• ACTIVITY: Return exactly those lines of the material below that fall between the line holding "pub async fn wait_for_shutdown_signal()" and the line holding "assert_eq!(decoded.instance_name, bootstrap.instance_name);", inclusive.

• RECORDS FOR THE TASK:

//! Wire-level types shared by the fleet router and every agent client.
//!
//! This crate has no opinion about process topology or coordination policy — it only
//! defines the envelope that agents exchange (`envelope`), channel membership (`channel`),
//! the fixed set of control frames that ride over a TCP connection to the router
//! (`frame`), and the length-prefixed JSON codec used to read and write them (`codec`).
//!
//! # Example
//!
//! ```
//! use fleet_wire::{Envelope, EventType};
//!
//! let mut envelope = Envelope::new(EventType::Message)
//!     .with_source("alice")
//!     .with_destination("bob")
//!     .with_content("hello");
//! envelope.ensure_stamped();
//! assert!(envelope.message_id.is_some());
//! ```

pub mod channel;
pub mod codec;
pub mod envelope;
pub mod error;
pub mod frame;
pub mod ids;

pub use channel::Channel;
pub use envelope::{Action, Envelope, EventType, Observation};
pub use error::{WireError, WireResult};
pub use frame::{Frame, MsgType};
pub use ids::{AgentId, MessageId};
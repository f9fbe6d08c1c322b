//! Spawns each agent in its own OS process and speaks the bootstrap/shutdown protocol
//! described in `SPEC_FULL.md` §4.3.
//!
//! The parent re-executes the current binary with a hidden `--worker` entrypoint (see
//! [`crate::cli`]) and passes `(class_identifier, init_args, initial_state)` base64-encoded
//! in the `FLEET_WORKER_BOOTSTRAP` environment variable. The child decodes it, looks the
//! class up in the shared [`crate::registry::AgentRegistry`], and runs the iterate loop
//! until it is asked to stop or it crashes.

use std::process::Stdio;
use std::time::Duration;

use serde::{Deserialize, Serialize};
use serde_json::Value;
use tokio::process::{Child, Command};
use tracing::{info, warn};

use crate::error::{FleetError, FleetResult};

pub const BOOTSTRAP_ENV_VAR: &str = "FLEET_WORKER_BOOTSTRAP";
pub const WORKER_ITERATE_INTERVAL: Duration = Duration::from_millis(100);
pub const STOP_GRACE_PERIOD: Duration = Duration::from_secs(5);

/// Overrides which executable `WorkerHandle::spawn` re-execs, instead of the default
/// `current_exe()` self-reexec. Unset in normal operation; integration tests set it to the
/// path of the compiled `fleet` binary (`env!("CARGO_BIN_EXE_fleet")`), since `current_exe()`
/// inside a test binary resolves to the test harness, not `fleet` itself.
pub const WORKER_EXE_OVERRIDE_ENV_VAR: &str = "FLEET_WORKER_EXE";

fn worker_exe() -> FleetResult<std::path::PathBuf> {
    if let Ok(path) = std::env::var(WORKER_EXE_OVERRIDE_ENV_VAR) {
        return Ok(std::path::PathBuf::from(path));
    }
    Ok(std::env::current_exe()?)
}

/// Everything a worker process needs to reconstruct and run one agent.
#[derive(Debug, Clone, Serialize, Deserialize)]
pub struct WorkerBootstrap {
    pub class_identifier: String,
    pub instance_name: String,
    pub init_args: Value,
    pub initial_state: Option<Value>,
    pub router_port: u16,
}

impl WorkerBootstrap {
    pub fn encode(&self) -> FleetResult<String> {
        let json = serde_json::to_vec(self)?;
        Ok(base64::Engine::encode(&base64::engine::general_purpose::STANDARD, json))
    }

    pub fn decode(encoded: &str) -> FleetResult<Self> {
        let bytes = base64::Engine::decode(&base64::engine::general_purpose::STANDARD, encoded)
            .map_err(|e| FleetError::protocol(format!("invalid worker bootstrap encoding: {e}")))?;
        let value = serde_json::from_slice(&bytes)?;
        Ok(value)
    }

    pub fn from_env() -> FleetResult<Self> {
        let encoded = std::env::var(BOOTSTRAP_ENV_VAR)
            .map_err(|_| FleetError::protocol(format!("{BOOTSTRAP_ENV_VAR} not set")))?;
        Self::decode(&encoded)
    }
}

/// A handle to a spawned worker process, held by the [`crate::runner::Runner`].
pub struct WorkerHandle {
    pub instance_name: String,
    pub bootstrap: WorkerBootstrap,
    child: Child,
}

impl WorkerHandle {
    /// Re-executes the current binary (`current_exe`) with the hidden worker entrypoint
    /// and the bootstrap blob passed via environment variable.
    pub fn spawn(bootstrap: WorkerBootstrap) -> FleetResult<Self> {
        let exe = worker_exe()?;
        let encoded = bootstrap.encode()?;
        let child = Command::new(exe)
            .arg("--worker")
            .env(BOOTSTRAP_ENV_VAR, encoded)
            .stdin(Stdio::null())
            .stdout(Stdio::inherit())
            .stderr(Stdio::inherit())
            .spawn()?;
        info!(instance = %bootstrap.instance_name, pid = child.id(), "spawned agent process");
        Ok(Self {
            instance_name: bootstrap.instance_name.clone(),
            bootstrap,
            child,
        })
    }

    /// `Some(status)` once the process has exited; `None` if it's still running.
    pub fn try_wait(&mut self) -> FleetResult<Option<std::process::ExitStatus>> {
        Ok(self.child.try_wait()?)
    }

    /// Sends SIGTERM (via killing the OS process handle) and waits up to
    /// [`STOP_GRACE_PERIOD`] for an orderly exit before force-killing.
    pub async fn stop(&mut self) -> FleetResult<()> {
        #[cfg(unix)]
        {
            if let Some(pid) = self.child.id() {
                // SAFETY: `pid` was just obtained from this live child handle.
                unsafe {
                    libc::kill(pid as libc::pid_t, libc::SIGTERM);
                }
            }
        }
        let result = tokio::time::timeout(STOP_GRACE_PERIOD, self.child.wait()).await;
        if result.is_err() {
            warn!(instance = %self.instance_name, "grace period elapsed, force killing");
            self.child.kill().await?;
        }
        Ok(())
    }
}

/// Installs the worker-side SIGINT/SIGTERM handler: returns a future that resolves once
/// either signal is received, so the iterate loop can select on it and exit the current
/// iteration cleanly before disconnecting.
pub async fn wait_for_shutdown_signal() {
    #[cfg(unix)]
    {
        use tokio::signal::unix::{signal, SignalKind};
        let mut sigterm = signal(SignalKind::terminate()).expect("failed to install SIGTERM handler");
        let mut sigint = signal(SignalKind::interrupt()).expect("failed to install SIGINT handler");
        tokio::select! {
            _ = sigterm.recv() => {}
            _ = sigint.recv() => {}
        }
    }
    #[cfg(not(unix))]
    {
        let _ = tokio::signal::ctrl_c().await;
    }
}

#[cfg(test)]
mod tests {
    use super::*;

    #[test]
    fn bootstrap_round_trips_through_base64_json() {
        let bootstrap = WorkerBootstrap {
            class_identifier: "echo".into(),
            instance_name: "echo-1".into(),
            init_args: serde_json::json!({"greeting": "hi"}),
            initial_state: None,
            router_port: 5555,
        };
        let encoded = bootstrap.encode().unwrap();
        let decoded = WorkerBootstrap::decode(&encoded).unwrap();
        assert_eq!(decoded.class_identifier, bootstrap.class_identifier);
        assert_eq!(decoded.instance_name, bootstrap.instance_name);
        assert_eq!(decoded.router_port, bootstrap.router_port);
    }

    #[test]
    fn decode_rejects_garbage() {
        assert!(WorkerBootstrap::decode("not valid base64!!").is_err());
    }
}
* * *
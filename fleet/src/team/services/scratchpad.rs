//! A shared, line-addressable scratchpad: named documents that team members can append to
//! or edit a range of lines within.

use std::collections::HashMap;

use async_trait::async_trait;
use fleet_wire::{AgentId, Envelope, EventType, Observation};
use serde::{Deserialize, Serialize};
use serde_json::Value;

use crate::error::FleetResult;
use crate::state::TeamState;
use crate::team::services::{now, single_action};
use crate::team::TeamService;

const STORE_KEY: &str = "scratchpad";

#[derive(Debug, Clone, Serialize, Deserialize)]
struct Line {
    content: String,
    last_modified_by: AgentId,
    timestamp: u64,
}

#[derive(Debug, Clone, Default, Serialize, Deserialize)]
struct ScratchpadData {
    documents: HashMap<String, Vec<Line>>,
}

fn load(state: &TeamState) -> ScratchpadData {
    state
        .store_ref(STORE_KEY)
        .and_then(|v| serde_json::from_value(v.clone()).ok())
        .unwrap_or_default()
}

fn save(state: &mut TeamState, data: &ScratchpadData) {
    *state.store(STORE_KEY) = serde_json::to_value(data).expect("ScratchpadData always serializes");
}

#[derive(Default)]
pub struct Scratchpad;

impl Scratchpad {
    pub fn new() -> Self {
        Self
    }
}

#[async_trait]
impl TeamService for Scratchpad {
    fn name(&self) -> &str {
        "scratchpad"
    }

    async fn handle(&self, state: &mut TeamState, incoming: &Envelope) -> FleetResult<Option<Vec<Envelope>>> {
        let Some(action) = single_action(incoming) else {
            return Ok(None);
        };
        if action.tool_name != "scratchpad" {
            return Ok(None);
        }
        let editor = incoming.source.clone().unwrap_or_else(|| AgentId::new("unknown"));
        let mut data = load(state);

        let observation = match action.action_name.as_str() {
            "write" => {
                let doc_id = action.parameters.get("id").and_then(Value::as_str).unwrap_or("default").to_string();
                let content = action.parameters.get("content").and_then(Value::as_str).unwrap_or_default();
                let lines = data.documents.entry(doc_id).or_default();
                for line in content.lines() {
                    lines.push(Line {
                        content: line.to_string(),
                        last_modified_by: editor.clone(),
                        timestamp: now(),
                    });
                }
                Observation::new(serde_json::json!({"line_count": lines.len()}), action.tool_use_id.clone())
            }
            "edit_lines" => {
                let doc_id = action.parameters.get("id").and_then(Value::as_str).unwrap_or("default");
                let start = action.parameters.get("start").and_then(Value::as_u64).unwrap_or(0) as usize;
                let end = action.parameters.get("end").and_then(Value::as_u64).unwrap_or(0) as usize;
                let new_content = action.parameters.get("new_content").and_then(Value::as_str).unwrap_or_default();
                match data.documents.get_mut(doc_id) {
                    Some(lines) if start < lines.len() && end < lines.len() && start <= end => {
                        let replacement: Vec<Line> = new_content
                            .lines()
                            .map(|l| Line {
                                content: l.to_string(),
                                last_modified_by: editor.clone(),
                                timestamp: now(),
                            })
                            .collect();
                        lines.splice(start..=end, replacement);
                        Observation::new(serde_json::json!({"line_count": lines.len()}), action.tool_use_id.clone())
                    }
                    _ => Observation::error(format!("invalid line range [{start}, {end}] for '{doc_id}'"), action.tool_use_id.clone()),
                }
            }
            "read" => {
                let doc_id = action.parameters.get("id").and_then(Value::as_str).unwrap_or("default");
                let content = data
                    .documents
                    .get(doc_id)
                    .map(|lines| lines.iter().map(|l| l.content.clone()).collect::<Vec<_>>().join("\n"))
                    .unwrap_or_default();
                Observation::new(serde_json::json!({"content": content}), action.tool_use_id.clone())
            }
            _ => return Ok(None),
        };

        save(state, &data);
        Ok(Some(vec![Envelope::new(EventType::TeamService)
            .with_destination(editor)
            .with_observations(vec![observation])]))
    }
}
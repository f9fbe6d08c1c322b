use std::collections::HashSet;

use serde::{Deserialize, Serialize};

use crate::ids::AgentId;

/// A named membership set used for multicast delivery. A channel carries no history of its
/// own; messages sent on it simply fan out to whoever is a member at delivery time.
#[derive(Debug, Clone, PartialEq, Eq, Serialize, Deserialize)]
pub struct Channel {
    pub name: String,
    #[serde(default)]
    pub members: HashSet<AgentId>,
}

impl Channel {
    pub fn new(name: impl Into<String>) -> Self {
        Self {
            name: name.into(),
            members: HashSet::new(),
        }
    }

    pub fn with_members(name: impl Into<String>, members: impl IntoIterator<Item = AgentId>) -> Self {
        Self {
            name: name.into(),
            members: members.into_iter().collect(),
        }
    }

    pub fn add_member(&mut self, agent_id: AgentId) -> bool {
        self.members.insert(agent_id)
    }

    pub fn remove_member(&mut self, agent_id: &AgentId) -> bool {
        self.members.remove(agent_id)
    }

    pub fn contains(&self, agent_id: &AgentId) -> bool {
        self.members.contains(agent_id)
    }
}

• EXERCISE RESPONSE:
pub async fn wait_for_shutdown_signal() {
    #[cfg(unix)]
    {
        use tokio::signal::unix::{signal, SignalKind};
        let mut sigterm = signal(SignalKind::terminate()).expect("failed to install SIGTERM handler");
        let mut sigint = signal(SignalKind::interrupt()).expect("failed to install SIGINT handler");
        tokio::select! {
            _ = sigterm.recv() => {}
            _ = sigint.recv() => {}
        }
    }
    #[cfg(not(unix))]
    {
        let _ = tokio::signal::ctrl_c().await;
    }
}

#[cfg(test)]
mod tests {
    use super::*;

    #[test]
    fn bootstrap_round_trips_through_base64_json() {
        let bootstrap = WorkerBootstrap {
            class_identifier: "echo".into(),
            instance_name: "echo-1".into(),
            init_args: serde_json::json!({"greeting": "hi"}),
            initial_state: None,
            router_port: 5555,
        };
        let encoded = bootstrap.encode().unwrap();
        let decoded = WorkerBootstrap::decode(&encoded).unwrap();
        assert_eq!(decoded.class_identifier, bootstrap.class_identifier);
        assert_eq!(decoded.instance_name, bootstrap.instance_name);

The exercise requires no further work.